Pesquisadora defende que a maioria dos crimes praticados contra mulheres estão relacionados ao sexismo

Marcionila Teixeira

Publicação: 30/08/2009 10:04


Ele é invisível, se disfarça de amor, mas tem um alto grau de letalidade. Quanto mais se infiltra na alma, mais chances de sofrimento pode causar. Nasce e se propaga no seio da família, nos corredores escolares, na sociedade como um todo. O machismo, que pode levar à posse doentia e até ao assassinato da mulher amada, está incrustado nas relações afetivas e tem mostrado seu lado mais cruel.

Mortes como a de Andrea Karla de França, 42 anos, na última quarta-feira, em Recife, e de Maria Betânia de Souza, 28, em Goiana (PE), mostram que o machismo dá sinais de estar pulsante. A dissertação de mestrado da socióloga Luzia Azevedo, da Universidade Federal de Pernambuco (UFPE), apresentada na última sexta-feira, questiona se a forma como são construídos os dados de violência contra a mulher permite identificar se elas foram vítimas de violência de gênero ou urbana. E mais: defende que os crimes praticados contra a mulher, pelo simples fato de ela ser mulher, são sempre motivados pelo machismo.

O fenômeno identificado pela pesquisadora é conceituado como “cegueira de gênero”. Luzia analisou dados do Sistema Único de Saúde (SUS), da Secretaria Nacional de Segurança Pública, do Instituto Feminista para a Democracia (SOS Corpo), do Gabinete de Assessoria Jurídica às Organizações Populares (Gajop) e da Fundação Perseu Abramo, além de cinco inquéritos policiais envolvendo assassinatos de mulheres no estado. Nos documentos, percebeu que faltam análises sobre os dados. “É como ter um ingrediente que não é colocado na receita”, compara.

Femicídio
No caso dos inquéritos policiais, a pesquisadora percebeu que em apenas um deles é reconhecido o crime de gênero. Os demais apontam que as mulheres são vítimas simplesmente da violência urbana. “Se a mulher é morta dentro de casa, pensa-se logo que é crime passional. Se ela morre na boca de fumo, é violência urbana, quando ela pode ter sido morta em uma boca de fumo por ciúmes também”, disse. A proximidade da vítima com o agressor e o local onde foi morta são, segundo ela, os principais indicadores para se perceber o que ela chama de femicídio, ou seja, morte da mulher em razão do sexo.

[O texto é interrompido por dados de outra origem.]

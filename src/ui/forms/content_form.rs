//! Content form rendering (editing and submitted views)

use super::field_renderer::{draw_error_line, draw_field, draw_help_text, field_height};
use crate::app::App;
use crate::platform::{ADD_ENTRY_SHORTCUT, COPY_SHORTCUT, REMOVE_ENTRY_SHORTCUT, SUBMIT_SHORTCUT};
use crate::state::{
    BaseField, ContentType, FieldPath, FieldSpec, FocusTarget, FormSession, MAX_ENTRIES,
};
use crate::ui::components::{render_action_button, BUTTON_HEIGHT};
use ratatui::{
    layout::{Constraint, Direction, Layout, Rect},
    style::{Color, Modifier, Style},
    text::{Line, Span},
    widgets::{Block, Borders, Paragraph, Wrap},
    Frame,
};

/// One vertically stacked piece of the form
enum Row<'a> {
    Field {
        target: FocusTarget,
        spec: FieldSpec,
        value: &'a str,
        error: Option<String>,
    },
    Heading {
        text: String,
        error: Option<String>,
    },
    Button {
        target: FocusTarget,
        label: &'static str,
        shortcut: &'static str,
    },
}

impl Row<'_> {
    fn height(&self) -> u16 {
        match self {
            Row::Field { spec, error, .. } => field_height(spec, error.is_some()),
            Row::Heading { error, .. } => 2 + u16::from(error.is_some()),
            Row::Button { .. } => BUTTON_HEIGHT,
        }
    }

    fn target(&self) -> Option<FocusTarget> {
        match self {
            Row::Field { target, .. } | Row::Button { target, .. } => Some(*target),
            Row::Heading { .. } => None,
        }
    }
}

/// Everything shown for the current session, in display order
fn build_rows(session: &FormSession) -> Vec<Row<'_>> {
    let mut rows = Vec::new();

    for field in BaseField::ALL {
        rows.push(Row::Field {
            target: FocusTarget::Base(field),
            spec: field.spec(),
            value: session.base(field),
            error: session.error_for(&FieldPath::Base(field.name())),
        });
    }

    if let Some(content_type) = session.active_content_type() {
        push_group_rows(session, content_type, &mut rows);
    }

    rows.push(Row::Button {
        target: FocusTarget::Submit,
        label: "Submit",
        shortcut: SUBMIT_SHORTCUT,
    });

    rows
}

/// Heading, entries and add button for the active group
fn push_group_rows<'a>(session: &'a FormSession, content_type: ContentType, rows: &mut Vec<Row<'a>>) {
    let group = FormSession::group_key(content_type);
    rows.push(Row::Heading {
        text: format!(
            "{}s ({}/{})",
            content_type.label(),
            session.entry_count(content_type),
            MAX_ENTRIES
        ),
        error: session.error_for(&FieldPath::Group(group)),
    });

    let can_remove = session.can_remove(content_type);
    for (index, key) in session.entry_keys(content_type).into_iter().enumerate() {
        rows.push(Row::Heading {
            text: format!("{} {}", content_type.label(), index + 1),
            error: None,
        });
        for spec in FormSession::fields(content_type) {
            rows.push(Row::Field {
                target: FocusTarget::EntryField {
                    key,
                    field: spec.name,
                },
                spec: *spec,
                value: session
                    .entry_value(content_type, key, spec.name)
                    .unwrap_or_default(),
                error: session.entry_error(content_type, key, spec.name),
            });
        }
        if can_remove {
            rows.push(Row::Button {
                target: FocusTarget::RemoveEntry(key),
                label: "Remove",
                shortcut: REMOVE_ENTRY_SHORTCUT,
            });
        }
    }

    if session.can_append(content_type) {
        rows.push(Row::Button {
            target: FocusTarget::AddEntry,
            label: add_label(content_type),
            shortcut: ADD_ENTRY_SHORTCUT,
        });
    }
}

fn add_label(content_type: ContentType) -> &'static str {
    match content_type {
        ContentType::BlogPost => "Add Blog Post",
        ContentType::ProductListing => "Add Product Listing",
        ContentType::Event => "Add Event",
    }
}

/// First row to draw so the focused row is fully visible
fn scroll_offset(rows: &[Row], focused: FocusTarget, viewport: u16) -> u16 {
    let mut y = 0u16;
    for row in rows {
        let height = row.height();
        if row.target() == Some(focused) {
            let bottom = y.saturating_add(height);
            return bottom.saturating_sub(viewport).min(y);
        }
        y = y.saturating_add(height);
    }
    0
}

/// Draw the editing form
pub fn draw_content_form(frame: &mut Frame, area: Rect, app: &App) {
    let block = Block::default()
        .title(" New Content ")
        .borders(Borders::ALL)
        .border_style(Style::default().fg(Color::Cyan));
    frame.render_widget(block, area);

    let chunks = Layout::default()
        .direction(Direction::Vertical)
        .constraints([
            Constraint::Min(0),    // Fields
            Constraint::Length(1), // Help text
        ])
        .margin(1)
        .split(area);
    let body = chunks[0];

    let session = &app.state.session;
    let focus = &app.state.focus;
    let rows = build_rows(session);
    let offset = scroll_offset(&rows, focus.target(), body.height);

    let mut y = 0u16;
    for row in &rows {
        let height = row.height();
        let top = y;
        y = y.saturating_add(height);
        if top < offset || y > offset.saturating_add(body.height) {
            continue;
        }
        let row_area = Rect {
            x: body.x,
            y: body.y + (top - offset),
            width: body.width,
            height,
        };
        match row {
            Row::Field {
                target,
                spec,
                value,
                error,
            } => draw_field(
                frame,
                row_area,
                spec,
                value,
                focus.is_focused(target),
                error.as_deref(),
            ),
            Row::Heading { text, error } => draw_heading(frame, row_area, text, error.as_deref()),
            Row::Button {
                target,
                label,
                shortcut,
            } => {
                let button_area = Rect {
                    width: row_area.width.min(32),
                    ..row_area
                };
                render_action_button(
                    frame,
                    button_area,
                    label,
                    shortcut,
                    focus.is_focused(target),
                    true,
                );
            }
        }
    }

    let select_focused = rows.iter().any(|row| {
        matches!(row, Row::Field { target, spec, .. } if focus.is_focused(target) && spec.is_select())
    });
    let mut hints = vec![("Tab", "next field")];
    if select_focused {
        hints.push(("←/→", "change option"));
    }
    hints.extend([
        (ADD_ENTRY_SHORTCUT, "add entry"),
        (REMOVE_ENTRY_SHORTCUT, "remove entry"),
        (SUBMIT_SHORTCUT, "submit"),
        ("Esc", "quit"),
    ]);
    draw_help_text(frame, chunks[1], &hints);
}

fn draw_heading(frame: &mut Frame, area: Rect, text: &str, error: Option<&str>) {
    // Leave the first row blank as spacing
    let heading_area = Rect {
        y: area.y + 1,
        height: 1,
        ..area
    };
    let line = Line::from(Span::styled(
        text.to_string(),
        Style::default()
            .fg(Color::White)
            .add_modifier(Modifier::BOLD),
    ));
    frame.render_widget(Paragraph::new(line), heading_area);

    if let Some(message) = error {
        let error_area = Rect {
            y: area.y + 2,
            height: 1,
            ..area
        };
        draw_error_line(frame, error_area, message);
    }
}

/// Draw the read-only view shown after a successful submission
pub fn draw_submitted(frame: &mut Frame, area: Rect, app: &App) {
    let block = Block::default()
        .title(" Submitted ")
        .borders(Borders::ALL)
        .border_style(Style::default().fg(Color::Green));
    frame.render_widget(block, area);

    let chunks = Layout::default()
        .direction(Direction::Vertical)
        .constraints([
            Constraint::Min(0),    // Record
            Constraint::Length(1), // Help text
        ])
        .margin(1)
        .split(area);

    let json = match &app.state.last_record {
        Some(record) => serde_json::to_string_pretty(record)
            .unwrap_or_else(|e| format!("Failed to render record: {e}")),
        None => String::new(),
    };
    let lines: Vec<Line> = json
        .lines()
        .map(|l| Line::from(Span::styled(l.to_string(), Style::default().fg(Color::White))))
        .collect();
    frame.render_widget(Paragraph::new(lines).wrap(Wrap { trim: false }), chunks[0]);

    draw_help_text(
        frame,
        chunks[1],
        &[("n", "new form"), (COPY_SHORTCUT, "copy JSON"), ("q", "quit")],
    );
}

#[cfg(test)]
mod tests {
    use super::*;
    use crate::state::FormFocus;

    #[test]
    fn test_rows_follow_focus_order() {
        let mut session = FormSession::new(ContentType::ProductListing);
        session.append_entry(ContentType::ProductListing);
        let targets: Vec<FocusTarget> = build_rows(&session)
            .iter()
            .filter_map(Row::target)
            .collect();
        assert_eq!(targets, crate::state::focus_order(&session));
    }

    #[test]
    fn test_unknown_content_type_has_no_group_rows() {
        let mut session = FormSession::default();
        session.set_content_type("Podcast");
        let targets: Vec<FocusTarget> = build_rows(&session)
            .iter()
            .filter_map(Row::target)
            .collect();
        assert_eq!(targets.len(), BaseField::ALL.len() + 1);
        assert_eq!(targets.last(), Some(&FocusTarget::Submit));
    }

    #[test]
    fn test_scroll_keeps_focused_row_visible() {
        let session = FormSession::new(ContentType::Event);
        let rows = build_rows(&session);
        let mut focus = FormFocus::default();
        assert_eq!(scroll_offset(&rows, focus.target(), 10), 0);

        focus.focus(&session, FocusTarget::Submit);
        let total: u16 = rows.iter().map(Row::height).sum();
        assert_eq!(scroll_offset(&rows, focus.target(), 10), total - 10);
    }
}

De acordo com levantamento do Departamento de Polícia da Mulher de Pernambuco, 38% dos assassinatos de mulheres registrados este ano no estado foram passionais. Mas para a socióloga, os números podem ser bem maiores. “Foram só 38% ou há mais casos? A forma como os dados foram construídos representa a realidade?”, questionou.

Na opinião de Luzia Azevedo, não basta apenas acrescentar informações de gênero às fontes de dados. “É necessário que a leitura desses indicadores tenha uma perspectiva feminista para se captar de maneira legítima a violência contra a mulher nos crimes investigados pelas instituições policiais”, ressaltou. Somente assim, considera, políticas públicas mais eficazes de combate à violência de gênero podem ser postas em prática.